There’s many reasons and ways to use social media. In our latest installment on Social Media Week 2011, Johnson King Account Executive Rachel Phythian and Account Director Laura Mead discuss ways companies go about using social media.
Social Media Week 2011: From Silicon Roundabouts to a Silicon World
Technology companies, particularly internet-based ones, possess innate, global potential. When a product can be accessed or downloaded via the web, the barriers-to-entry for international expansion are dramatically lowered. Or so goes the theory. In reality, availability in itself does not equal customers. Even if the product is good enough to sell itself, businesses need to attract attention to it so that people are made aware of its existence. Quite obviously, this is even more the case for non-internet companies, for hardware vendors and complex systems that require on-the-ground implementation. Yet how can businesses do this without spending a fortune on marketing?
We attended the ‘From Silicon Roundabouts to a Silicon World’ breakfast session in London which aimed to look at this issue, examining how businesses can use social media to move into new markets and build international brands. The panel was hosted by Aleks Krotoski, tech journalist and New Media Sector Champion for UK Trade and Investment, and featured Wendy Tan White, Founder and CMO of Moonfruit.com, Mel Carson, Community Manager for Microsoft Advertising and Ash Choudhury, UK Head of Digital Marketing at Nokia.
Discussion was spread roughly across two main topics: 1) Why you should use social media and how it can help you and 2) How you should use social media. Let’s look at these themes in turn.
Why should you use social media?
Little time was devoted to the obvious benefits of social media. After all, everyone knows by now that social media channels provide opportunities for building brand awareness and for community development, allowing users and customers to engage. More significant were the anecdotes about real experiences. Wendy Tan White, for example, described how Moonfruit has used Twitter not only to build a community of followers and potential customers but also to attract press attention. The subsequent coverage resulted in huge SEO benefits for relevant keywords, rocketing the site from p3 to p1 of Google in both the UK and US, and providing it with an accidental but very welcome international launch pad.
Ash Choudhury debated the pros and cons of proactive versus reactive social media strategies, noting that it’s a learning process for us all and that a definite transition needs to happen within most companies, as they come to understand that these channels play a vital role. At Nokia, he points out, this level of transparency is exciting, particularly for their R&D team.

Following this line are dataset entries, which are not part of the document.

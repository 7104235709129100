// SPDX-License-Identifier: Apache-2.0 OR MIT
// Copyright (c) 2025-2026 naskel.com

//! Low-level helpers shared by the protocol, reassembly and stream layers.

pub mod cursor;
pub mod frame;

pub use cursor::Cursor;
pub use frame::FrameMarker;
// SPDX-License-Identifier: Apache-2.0 OR MIT
// Copyright (c) 2025-2026 naskel.com

//! Reassembly of fragmented messages and fragmented extended options.

pub mod extopt;
pub mod fragment;
pub mod ranges;

pub use extopt::{ConfigOption, ExtOptReassembler, ExtendedOption, ExtendedOptionBody};
pub use fragment::{
    FragmentKey, FragmentOutcome, FragmentTable, FragmentTableStats, FragmentedMessageAssembly,
    ReassemblyStatus,
};
pub use ranges::RangeSet;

Another key reminder was that social media is not just a marketing tool but an opportunity to build products of real value. Social gaming company Zynga, currently valued at $5.96bn on SharesPost, is a prime example of a business that has built its value entirely off the back of other social platforms.
How should you use social media?
The recurrent advice was to use social media as a listening device as well as a podium for putting across your own views. In order to get the most out of your Twitter feeds or LinkedIn groups or Facebook pages, you have to be reactive as well as proactive. Of course the aim is ultimately to drive people back to your own web properties, to make them read your blogs and learn about your products and to turn them into a customer. But as Mel Carson identified, that doesn’t mean you try to lock them in. Few people appreciate relentless self-promotion so it’s important to diversify your output.
As in any business endeavour, you have to know your own audience. Ash Choudhury stated the importance of supplying your users with something they want to access, comparing social media campaigns to dinner parties. His point was that if you’re going to invite people over, you ought to make sure that you’ve got something they like on the menu.
This metaphor extended nicely to international expansion. The tastes (and of course languages) of customers vary enormously from country to country, especially when looking at the BRIC countries. In Brazil, the most popular social network isn’t Facebook, it’s Orkut; in China, people don’t Google or Bing but do Baidu searches instead. Local knowledge is essential for any business that hopes to leverage social media for new ventures. Recognising a global strategy is needed to drive social media overall. Mel Carson pointed out that for him personally, it’s really helped being based in London – social media isn’t just about the US, it really is global, he joked. It’s an interesting debate, with the UK being centrally located between major time zones, we may just find it becomes the dominant force in driving social media.
So is social media enough?
All three panellists were keen to stress the positive effect that social media can have and were sufficiently experienced to recognise the difference it has made to the current technological resurgence, compared to the boom and bust days of the late nineties. But when it comes to the difference between B2B and B2C campaigns, Wendy Tan White was right to emphasise the fact that although social media is useful for building awareness, when building B2B relationships, it is no substitute for personal contact.